- **What this task involves**: Which of the lines below holds the string "collect"? Copy every line that does.

- **Supplied material**:

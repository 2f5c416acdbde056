//! Main Raster type

use crate::crs::CRS;
use crate::error::{Error, Result};
use crate::raster::{GeoTransform, RasterElement};
use ndarray::Array2;

/// A georeferenced 2D raster grid.
///
/// `Raster<T>` stores values of type `T` in a row-major grid with associated
/// geographic metadata (transform, CRS and no-data value).
///
/// # Example
///
/// ```ignore
/// use streamnet_core::Raster;
///
/// let mut raster: Raster<f64> = Raster::new(100, 100);
/// raster.set(10, 20, 42.0)?;
/// assert_eq!(raster.get(10, 20)?, 42.0);
/// ```
#[derive(Debug, Clone)]
pub struct Raster<T: RasterElement> {
    data: Array2<T>,
    transform: GeoTransform,
    crs: Option<CRS>,
    nodata: Option<T>,
}

impl<T: RasterElement> Raster<T> {
    /// Create a new raster filled with zeros
    pub fn new(rows: usize, cols: usize) -> Self {
        Self::from_array(Array2::zeros((rows, cols)))
    }

    /// Create a new raster filled with a specific value
    pub fn filled(rows: usize, cols: usize, value: T) -> Self {
        Self::from_array(Array2::from_elem((rows, cols), value))
    }

    /// Create a raster from row-major data
    pub fn from_vec(data: Vec<T>, rows: usize, cols: usize) -> Result<Self> {
        if data.len() != rows * cols {
            return Err(Error::InvalidDimensions {
                width: cols,
                height: rows,
            });
        }
        let array = Array2::from_shape_vec((rows, cols), data)
            .map_err(|e| Error::Other(e.to_string()))?;
        Ok(Self::from_array(array))
    }

    /// Create a raster from an ndarray
    pub fn from_array(data: Array2<T>) -> Self {
        Self {
            data,
            transform: GeoTransform::default(),
            crs: None,
            nodata: None,
        }
    }

    /// Create a zeroed raster of another type sharing this raster's shape,
    /// transform and CRS
    pub fn with_same_meta<U: RasterElement>(&self) -> Raster<U> {
        Raster {
            data: Array2::zeros(self.data.dim()),
            transform: self.transform,
            crs: self.crs.clone(),
            nodata: None,
        }
    }

    // Dimensions

    /// Number of rows
    pub fn rows(&self) -> usize {
        self.data.nrows()
    }

    /// Number of columns
    pub fn cols(&self) -> usize {
        self.data.ncols()
    }

    /// Dimensions as (rows, cols)
    pub fn shape(&self) -> (usize, usize) {
        self.data.dim()
    }

    /// Total number of cells
    pub fn len(&self) -> usize {
        self.data.len()
    }

    /// Whether the raster has no cells
    pub fn is_empty(&self) -> bool {
        self.data.is_empty()
    }

    /// Fail with a [`Error::SizeMismatch`] naming `name` unless this raster
    /// has the given shape
    pub fn ensure_shape(&self, name: &str, shape: (usize, usize)) -> Result<()> {
        let (ar, ac) = self.shape();
        if (ar, ac) != shape {
            return Err(Error::SizeMismatch {
                name: name.to_string(),
                er: shape.0,
                ec: shape.1,
                ar,
                ac,
            });
        }
        Ok(())
    }

    // Data access

    /// Get value at (row, col)
    pub fn get(&self, row: usize, col: usize) -> Result<T> {
        self.data
            .get((row, col))
            .copied()
            .ok_or(Error::IndexOutOfBounds {
                row,
                col,
                rows: self.rows(),
                cols: self.cols(),
            })
    }

    /// Set value at (row, col)
    pub fn set(&mut self, row: usize, col: usize, value: T) -> Result<()> {
        let (rows, cols) = self.shape();
        match self.data.get_mut((row, col)) {
            Some(cell) => {
                *cell = value;
                Ok(())
            }
            None => Err(Error::IndexOutOfBounds { row, col, rows, cols }),
        }
    }

    /// Value at (row, col) as `f64`, or `None` for no-data and out-of-bounds cells
    pub fn valid_f64(&self, row: usize, col: usize) -> Option<f64> {
        let value = *self.data.get((row, col))?;
        if value.is_nodata(self.nodata) {
            return None;
        }
        value.to_f64().filter(|v| !v.is_nan())
    }

    /// Get a reference to the underlying array
    pub fn data(&self) -> &Array2<T> {
        &self.data
    }

    /// Get a mutable reference to the underlying array
    pub fn data_mut(&mut self) -> &mut Array2<T> {
        &mut self.data
    }

    // Metadata

    /// Get the geotransform
    pub fn transform(&self) -> &GeoTransform {
        &self.transform
    }

    /// Set the geotransform
    pub fn set_transform(&mut self, transform: GeoTransform) {
        self.transform = transform;
    }

    /// Get the CRS
    pub fn crs(&self) -> Option<&CRS> {
        self.crs.as_ref()
    }

    /// Set the CRS
    pub fn set_crs(&mut self, crs: Option<CRS>) {
        self.crs = crs;
    }

    /// Get the no-data value
    pub fn nodata(&self) -> Option<T> {
        self.nodata
    }

    /// Set the no-data value
    pub fn set_nodata(&mut self, nodata: Option<T>) {
        self.nodata = nodata;
    }

    /// Check if a value is no-data
    pub fn is_nodata(&self, value: T) -> bool {
        value.is_nodata(self.nodata)
    }
}
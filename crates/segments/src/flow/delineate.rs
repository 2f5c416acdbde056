//! Delineation mask
//!
//! Marks the pixels that belong to the stream network by thresholding a
//! flow accumulation raster: pixels with accumulation >= the threshold
//! are in-network. An optional weighted accumulation (for example
//! burned-area accumulation) adds a second criterion that must also hold.
//!
//! The output is a binary raster (1 = in-network, 0 = not).

use ndarray::Array2;
use serde::{Deserialize, Serialize};
use streamnet_core::raster::Raster;
use streamnet_core::{Algorithm, Error, Result};
use tracing::debug;

/// Parameters for the delineation mask
#[derive(Debug, Clone, PartialEq, Serialize, Deserialize)]
#[serde(default)]
pub struct DelineationParams {
    /// Minimum flow accumulation (in pixels) for a pixel to be in-network.
    /// Default: 250.0
    pub min_accumulation: f64,
    /// Minimum weighted accumulation, checked only when a weighted
    /// accumulation raster is supplied. Default: 0.0
    pub min_weighted: f64,
}

impl Default for DelineationParams {
    fn default() -> Self {
        Self {
            min_accumulation: 250.0,
            min_weighted: 0.0,
        }
    }
}

/// Inputs to [`Delineation`]: accumulation plus optional weighted accumulation
#[derive(Debug, Clone)]
pub struct DelineationInput {
    pub accumulation: Raster<f64>,
    pub weighted: Option<Raster<f64>>,
}

/// Delineation-mask algorithm
#[derive(Debug, Clone, Default)]
pub struct Delineation;

impl Algorithm for Delineation {
    type Input = DelineationInput;
    type Output = Raster<u8>;
    type Params = DelineationParams;
    type Error = Error;

    fn name(&self) -> &'static str {
        "Delineation Mask"
    }

    fn description(&self) -> &'static str {
        "Threshold flow accumulation into an in-network pixel mask"
    }

    fn execute(&self, input: Self::Input, params: Self::Params) -> Result<Self::Output> {
        delineation_mask(&input.accumulation, input.weighted.as_ref(), &params)
    }
}

/// Build the in-network mask from flow accumulation.
///
/// # Arguments
/// * `accumulation` - Flow accumulation raster (pixel counts)
/// * `weighted` - Optional weighted accumulation of the same shape
/// * `params` - Thresholds
///
/// # Returns
/// Raster<u8> with 1 = in-network pixel, 0 = not. NaN and no-data
/// accumulation values are never in-network.
pub fn delineation_mask(
    accumulation: &Raster<f64>,
    weighted: Option<&Raster<f64>>,
    params: &DelineationParams,
) -> Result<Raster<u8>> {
    let (rows, cols) = accumulation.shape();
    if let Some(weighted) = weighted {
        weighted.ensure_shape("weighted accumulation", (rows, cols))?;
    }
    if params.min_accumulation.is_nan() {
        return Err(Error::InvalidParameter {
            name: "min_accumulation",
            value: "NaN".into(),
            reason: "threshold must be a number".into(),
        });
    }

    let mut mask = Array2::<u8>::zeros((rows, cols));
    let mut count = 0_usize;
    for row in 0..rows {
        for col in 0..cols {
            let Some(acc) = accumulation.valid_f64(row, col) else {
                continue;
            };
            if acc < params.min_accumulation {
                continue;
            }
            if let Some(weighted) = weighted {
                match weighted.valid_f64(row, col) {
                    Some(w) if w >= params.min_weighted => {}
                    _ => continue,
                }
            }
            mask[(row, col)] = 1;
            count += 1;
        }
    }
    debug!(count, threshold = params.min_accumulation, "delineated network pixels");

    let mut output = accumulation.with_same_meta::<u8>();
    *output.data_mut() = mask;
    Ok(output)
}

#[cfg(test)]
mod tests {
    use super::*;

    fn accumulation() -> Raster<f64> {
        Raster::from_vec(vec![0.0, 1.0, 5.0, f64::NAN, 10.0, 2.0], 2, 3).unwrap()
    }

    #[test]
    fn test_threshold() {
        let params = DelineationParams {
            min_accumulation: 2.0,
            ..Default::default()
        };
        let mask = delineation_mask(&accumulation(), None, &params).unwrap();
        assert_eq!(mask.data().iter().copied().collect::<Vec<_>>(), vec![0, 0, 1, 0, 1, 1]);
    }

    #[test]
    fn test_weighted_threshold_also_applies() {
        let weighted = Raster::from_vec(vec![9.0, 9.0, 0.5, 9.0, 3.0, f64::NAN], 2, 3).unwrap();
        let params = DelineationParams {
            min_accumulation: 2.0,
            min_weighted: 1.0,
        };
        let mask = delineation_mask(&accumulation(), Some(&weighted), &params).unwrap();
        assert_eq!(mask.data().iter().copied().collect::<Vec<_>>(), vec![0, 0, 0, 0, 1, 0]);
    }

    #[test]
    fn test_shape_mismatch() {
        let weighted = Raster::filled(3, 3, 1.0);
        let result = delineation_mask(&accumulation(), Some(&weighted), &DelineationParams::default());
        assert!(matches!(result, Err(Error::SizeMismatch { .. })));
    }

    #[test]
    fn test_algorithm_trait() {
        let input = DelineationInput {
            accumulation: accumulation(),
            weighted: None,
        };
        let mask = Delineation.execute_default(input).unwrap();
        assert!(mask.data().iter().all(|&v| v == 0));
    }
}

- **Finished exercise**:
        assert_eq!(mask.data().iter().copied().collect::<Vec<_>>(), vec![0, 0, 1, 0, 1, 1]);
        assert_eq!(mask.data().iter().copied().collect::<Vec<_>>(), vec![0, 0, 0, 0, 1, 0]);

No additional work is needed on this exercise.